Y en los labios de Toba un beso apagó la palabra que repetía abriendo los ojos mucho, mucho.

Sin comprender palabra de lo que parlaba el gangoso, profesor en la escuela del pueblo, la mulata sentía la magia de la palabra buena, porque tenía que ser palabra buena la que la hizo detenerse, dejarse tomar las manos, dejarse abrazar, dejarse besar.

La noche en la tarde. Las estrellas en lo rojo de la tarde. Y el hormiguero de gente moviéndose hacia las «yardas» alumbradas por cientos de focos eléctricos, lago de luz en medio de la tiniebla caliente como raíz recién desenterrada.

– Toba…

Habían quedado solos en el declive de la pequeña ladera, sobre la arena suave. La besó de nuevo y mientras la besaba la olía, la apretaba a su cuerpo, a su corazón, ansioso de que no quedara nada que no fuera suyo de aquel ser delgado, haz de himnos para el placer y la ceniza.

– Vestido se rompe. Único vestido tengo. Único… -murmuraba Toba; en su cara dulce el gusto de complacer bajo la noche infinita, sin saber bien por qué, sin saber bien por qué…-. Hable, hable más, mejor palabra… -trató de defenderse.
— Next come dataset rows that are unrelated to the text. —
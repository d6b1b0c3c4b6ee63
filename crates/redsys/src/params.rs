//! `Ds_MerchantParameters` codec: base64-wrapped flat JSON objects.
//!
//! Decoding never feeds back into signing: signatures are always computed
//! over the original base64 text, so the decoded map is free to normalize
//! values (percent-decoding) without breaking verification.

use base64::Engine;
use chrono::{DateTime, NaiveDateTime, Utc};
use serde::{de, Deserialize, Deserializer, Serialize};
use serde_json::Value;

use crate::error::RedsysError;

/// Decoded parameters as a flat JSON object (keys sorted).
pub type ParameterMap = serde_json::Map<String, Value>;

/// Decode a base64 parameter blob into a JSON object.
///
/// String values are percent-decoded after parsing because the gateway
/// URL-encodes some fields (dates, hours, merchant data) inside the JSON.
/// Byte sequences that are not valid UTF-8 after decoding become U+FFFD.
pub fn decode_parameters(blob: &str) -> Result<ParameterMap, RedsysError> {
    let bytes = base64::engine::general_purpose::STANDARD
        .decode(blob.trim())
        .map_err(|e| RedsysError::Decode(format!("merchant parameters are not valid base64: {e}")))?;

    let value: Value = serde_json::from_slice(&bytes)
        .map_err(|e| RedsysError::Decode(format!("merchant parameters are not valid JSON: {e}")))?;

    let Value::Object(mut map) = value else {
        return Err(RedsysError::Decode(
            "merchant parameters must be a JSON object".into(),
        ));
    };

    for value in map.values_mut() {
        if let Value::String(s) = value {
            if s.contains('%') {
                let decoded =
                    String::from_utf8_lossy(&urlencoding::decode_binary(s.as_bytes())).into_owned();
                *s = decoded;
            }
        }
    }

    Ok(map)
}

/// Serialize parameters as compact JSON and wrap them in standard base64.
///
/// Map types with sorted keys (`BTreeMap`, [`ParameterMap`]) give a
/// byte-stable encoding, which matters when the result is signed.
pub fn encode_parameters<T>(params: &T) -> Result<String, RedsysError>
where
    T: Serialize + ?Sized,
{
    let json = serde_json::to_vec(params)?;
    Ok(base64::engine::general_purpose::STANDARD.encode(json))
}

/// Typed view of a notification's merchant parameters.
///
/// Every known field is optional; scalar JSON values (string, number, bool)
/// are accepted and kept as text. Unknown fields land in `extra`.
#[derive(Debug, Clone, Default, PartialEq, Serialize, Deserialize)]
pub struct MerchantParameters {
    #[serde(rename = "Ds_Order", alias = "DS_ORDER", default, deserialize_with = "scalar", skip_serializing_if = "Option::is_none")]
    pub order: Option<String>,
    #[serde(rename = "Ds_Amount", alias = "DS_AMOUNT", default, deserialize_with = "scalar", skip_serializing_if = "Option::is_none")]
    pub amount: Option<String>,
    #[serde(rename = "Ds_Currency", default, deserialize_with = "scalar", skip_serializing_if = "Option::is_none")]
    pub currency: Option<String>,
    #[serde(rename = "Ds_Response", default, deserialize_with = "scalar", skip_serializing_if = "Option::is_none")]
    pub response: Option<String>,
    #[serde(rename = "Ds_Date", default, deserialize_with = "scalar", skip_serializing_if = "Option::is_none")]
    pub date: Option<String>,
    #[serde(rename = "Ds_Hour", default, deserialize_with = "scalar", skip_serializing_if = "Option::is_none")]
    pub hour: Option<String>,
    #[serde(rename = "Ds_MerchantCode", default, deserialize_with = "scalar", skip_serializing_if = "Option::is_none")]
    pub merchant_code: Option<String>,
    #[serde(rename = "Ds_Terminal", default, deserialize_with = "scalar", skip_serializing_if = "Option::is_none")]
    pub terminal: Option<String>,
    #[serde(rename = "Ds_TransactionType", default, deserialize_with = "scalar", skip_serializing_if = "Option::is_none")]
    pub transaction_type: Option<String>,
    #[serde(rename = "Ds_AuthorisationCode", default, deserialize_with = "scalar", skip_serializing_if = "Option::is_none")]
    pub authorisation_code: Option<String>,
    #[serde(rename = "Ds_SecurePayment", default, deserialize_with = "scalar", skip_serializing_if = "Option::is_none")]
    pub secure_payment: Option<String>,
    #[serde(rename = "Ds_Card_Number", default, deserialize_with = "scalar", skip_serializing_if = "Option::is_none")]
    pub card_number: Option<String>,
    #[serde(rename = "Ds_Card_Country", default, deserialize_with = "scalar", skip_serializing_if = "Option::is_none")]
    pub card_country: Option<String>,
    #[serde(rename = "Ds_Card_Brand", default, deserialize_with = "scalar", skip_serializing_if = "Option::is_none")]
    pub card_brand: Option<String>,
    #[serde(rename = "Ds_Card_Typology", default, deserialize_with = "scalar", skip_serializing_if = "Option::is_none")]
    pub card_typology: Option<String>,
    #[serde(rename = "Ds_ProcessedPayMethod", default, deserialize_with = "scalar", skip_serializing_if = "Option::is_none")]
    pub processed_pay_method: Option<String>,
    #[serde(rename = "Ds_ConsumerLanguage", default, deserialize_with = "scalar", skip_serializing_if = "Option::is_none")]
    pub consumer_language: Option<String>,
    #[serde(rename = "Ds_MerchantData", default, deserialize_with = "scalar", skip_serializing_if = "Option::is_none")]
    pub merchant_data: Option<String>,
    #[serde(rename = "Ds_Titular", default, deserialize_with = "scalar", skip_serializing_if = "Option::is_none")]
    pub titular: Option<String>,

    /// Fields without a typed slot (`Ds_Control_*`, future additions).
    #[serde(flatten)]
    pub extra: ParameterMap,
}

impl MerchantParameters {
    /// Parse an already decoded parameter map.
    pub fn from_map(map: ParameterMap) -> Result<Self, RedsysError> {
        serde_json::from_value(Value::Object(map))
            .map_err(|e| RedsysError::Decode(format!("unexpected merchant parameter shape: {e}")))
    }

    /// Decode and parse a base64 parameter blob in one step.
    pub fn decode(blob: &str) -> Result<Self, RedsysError> {
        Self::from_map(decode_parameters(blob)?)
    }

    /// Amount in currency units. `Ds_Amount` is expressed in minor units.
    pub fn amount_in_units(&self) -> Option<f64> {
        let raw = self.amount.as_deref().filter(|a| !a.is_empty())?;
        match raw.trim().parse::<f64>() {
            Ok(minor) if minor.is_finite() => Some(minor / 100.0),
            _ => {
                tracing::warn!(amount = %raw, "could not parse Ds_Amount");
                None
            }
        }
    }

    /// Notification timestamp from `Ds_Date` (`dd/mm/yyyy`) and `Ds_Hour`
    /// (`HH:MM`), interpreted as UTC.
    pub fn notified_at(&self) -> Option<DateTime<Utc>> {
        let date = self.date.as_deref().filter(|d| !d.is_empty())?;
        let hour = self.hour.as_deref().filter(|h| !h.is_empty())?;
        match NaiveDateTime::parse_from_str(&format!("{date} {hour}"), "%d/%m/%Y %H:%M") {
            Ok(naive) => Some(naive.and_utc()),
            Err(_) => {
                tracing::warn!(date = %date, hour = %hour, "could not parse Ds_Date/Ds_Hour");
                None
            }
        }
    }

    pub fn is_secure_payment(&self) -> bool {
        self.secure_payment.as_deref() == Some("1")
    }
}

fn scalar<'de, D>(deserializer: D) -> Result<Option<String>, D::Error>
where
    D: Deserializer<'de>,
{
    match Option::<Value>::deserialize(deserializer)? {
        None | Some(Value::Null) => Ok(None),
        Some(Value::String(s)) => Ok(Some(s)),
        Some(Value::Number(n)) => Ok(Some(n.to_string())),
        Some(Value::Bool(b)) => Ok(Some(b.to_string())),
        Some(other) => Err(de::Error::custom(format!(
            "expected a scalar value, found {other}"
        ))),
    }
}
– Tienes las rodillas duras, Toba…

– De rezar. Madre reza, yo rezo hincada. Padre estar enterrado aquí.

– Pero tus piernas son finas. Son como troncos de bananal que aún está tierno, recién crecido…

Toba sintió cuando la mano le agarraba la sombra que escondía desde siempre entre sus piernas. Levantó los brazos y se puso en cruz a mirar el cielo.